Instructions for the task
Show every line below where "Some" appears.

--- Records to use Enclosed Below ---

//! Unit registry - scale factors relative to meters

use std::collections::HashMap;
use std::sync::LazyLock;
use serde::Serialize;
use ruler_core::Number;
use crate::{LengthUnit, UnitError};

/// Global unit registry
pub static UNITS: LazyLock<UnitRegistry> = LazyLock::new(UnitRegistry::new);

/// One row of the unit table
#[derive(Debug, Clone, PartialEq, Serialize)]
pub struct UnitDef {
    pub unit: LengthUnit,
    pub label: &'static str,
    pub symbol: &'static str,
    /// Meters per one of this unit
    pub factor: Number,
}

/// Registry of the supported length units
pub struct UnitRegistry {
    defs: Vec<UnitDef>,
    aliases: HashMap<String, LengthUnit>,
}

impl UnitRegistry {
    pub fn new() -> Self {
        Self::with_units(&LengthUnit::ALL)
    }

    /// Registry holding only `units`, in the given order
    pub fn with_units(units: &[LengthUnit]) -> Self {
        let mut registry = UnitRegistry {
            defs: Vec::with_capacity(units.len()),
            aliases: HashMap::new(),
        };
        for &unit in units {
            registry.register(unit);
        }
        registry
    }

    fn register(&mut self, unit: LengthUnit) {
        let (num, den) = unit.factor_ratio();
        self.defs.push(UnitDef {
            unit,
            label: unit.label(),
            symbol: unit.symbol(),
            factor: Number::from_ratio(num, den),
        });

        self.alias(unit.symbol(), unit);
        self.alias(unit.label(), unit);
        for alias in unit.aliases() {
            self.alias(alias, unit);
        }
    }

    fn alias(&mut self, alias: &str, unit: LengthUnit) {
        self.aliases.insert(alias.to_lowercase(), unit);
    }

    /// Resolve a symbol, label or alias (case-insensitive)
    pub fn get(&self, text: &str) -> Option<LengthUnit> {
        self.aliases.get(&text.trim().to_lowercase()).copied()
    }

    /// Table row for a unit
    pub fn def(&self, unit: LengthUnit) -> Result<&UnitDef, UnitError> {
        self.defs
            .iter()
            .find(|d| d.unit == unit)
            .ok_or(UnitError::Configuration { unit })
    }

    /// Meters per one `unit`
    pub fn factor_of(&self, unit: LengthUnit) -> Result<&Number, UnitError> {
        self.def(unit).map(|d| &d.factor)
    }

    pub fn label_of(&self, unit: LengthUnit) -> &'static str {
        unit.label()
    }

    pub fn symbol_of(&self, unit: LengthUnit) -> &'static str {
        unit.symbol()
    }

    /// Registered units in table order
    pub fn units(&self) -> impl Iterator<Item = LengthUnit> + '_ {
        self.defs.iter().map(|d| d.unit)
    }

    pub fn defs(&self) -> &[UnitDef] {
        &self.defs
    }

    pub fn len(&self) -> usize {
        self.defs.len()
    }

    pub fn is_empty(&self) -> bool {
        self.defs.is_empty()
    }
}

impl Default for UnitRegistry {
    fn default() -> Self {
        Self::new()
    }
}

#[cfg(test)]
mod tests {
    use super::*;

    fn factor(unit: LengthUnit) -> Number {
        UNITS.factor_of(unit).unwrap().clone()
    }

    #[test]
    fn test_factor_table() {
        assert_eq!(factor(LengthUnit::Centimeters), Number::from_str("0.01").unwrap());
        assert_eq!(factor(LengthUnit::Meters), Number::from_i64(1));
        assert_eq!(factor(LengthUnit::Millimeters), Number::from_str("0.001").unwrap());
        assert_eq!(factor(LengthUnit::Feet), Number::from_str("0.3048").unwrap());
    }

    #[test]
    fn test_units_in_table_order() {
        let units: Vec<LengthUnit> = UNITS.units().collect();
        assert_eq!(units, LengthUnit::ALL);
        assert_eq!(UNITS.len(), 4);
    }

    #[test]
    fn test_labels() {
        assert_eq!(UNITS.label_of(LengthUnit::Centimeters), "Centimeters");
        assert_eq!(UNITS.label_of(LengthUnit::Feet), "Feet");
        assert_eq!(UNITS.symbol_of(LengthUnit::Millimeters), "mm");
    }

    #[test]
    fn test_alias_lookup() {
        assert_eq!(UNITS.get("ft"), Some(LengthUnit::Feet));
        assert_eq!(UNITS.get("feet"), Some(LengthUnit::Feet));
        assert_eq!(UNITS.get("Foot"), Some(LengthUnit::Feet));
        assert_eq!(UNITS.get(" CM "), Some(LengthUnit::Centimeters));
        assert_eq!(UNITS.get("metre"), Some(LengthUnit::Meters));
        assert_eq!(UNITS.get("Millimeters"), Some(LengthUnit::Millimeters));
    }

    #[test]
    fn test_unknown_alias() {
        assert_eq!(UNITS.get("yard"), None);
        assert_eq!(UNITS.get(""), None);
    }

    #[test]
    fn test_missing_unit_is_configuration_error() {
        let registry = UnitRegistry::with_units(&[LengthUnit::Meters]);
        assert_eq!(
            registry.factor_of(LengthUnit::Feet),
            Err(UnitError::Configuration { unit: LengthUnit::Feet })
        );
        assert_eq!(registry.get("ft"), None);
    }
}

--- End of Enclosed Records to use ---

Output below
        assert_eq!(UNITS.get("ft"), Some(LengthUnit::Feet));
        assert_eq!(UNITS.get("feet"), Some(LengthUnit::Feet));
        assert_eq!(UNITS.get("Foot"), Some(LengthUnit::Feet));
        assert_eq!(UNITS.get(" CM "), Some(LengthUnit::Centimeters));
        assert_eq!(UNITS.get("metre"), Some(LengthUnit::Meters));
        assert_eq!(UNITS.get("Millimeters"), Some(LengthUnit::Millimeters));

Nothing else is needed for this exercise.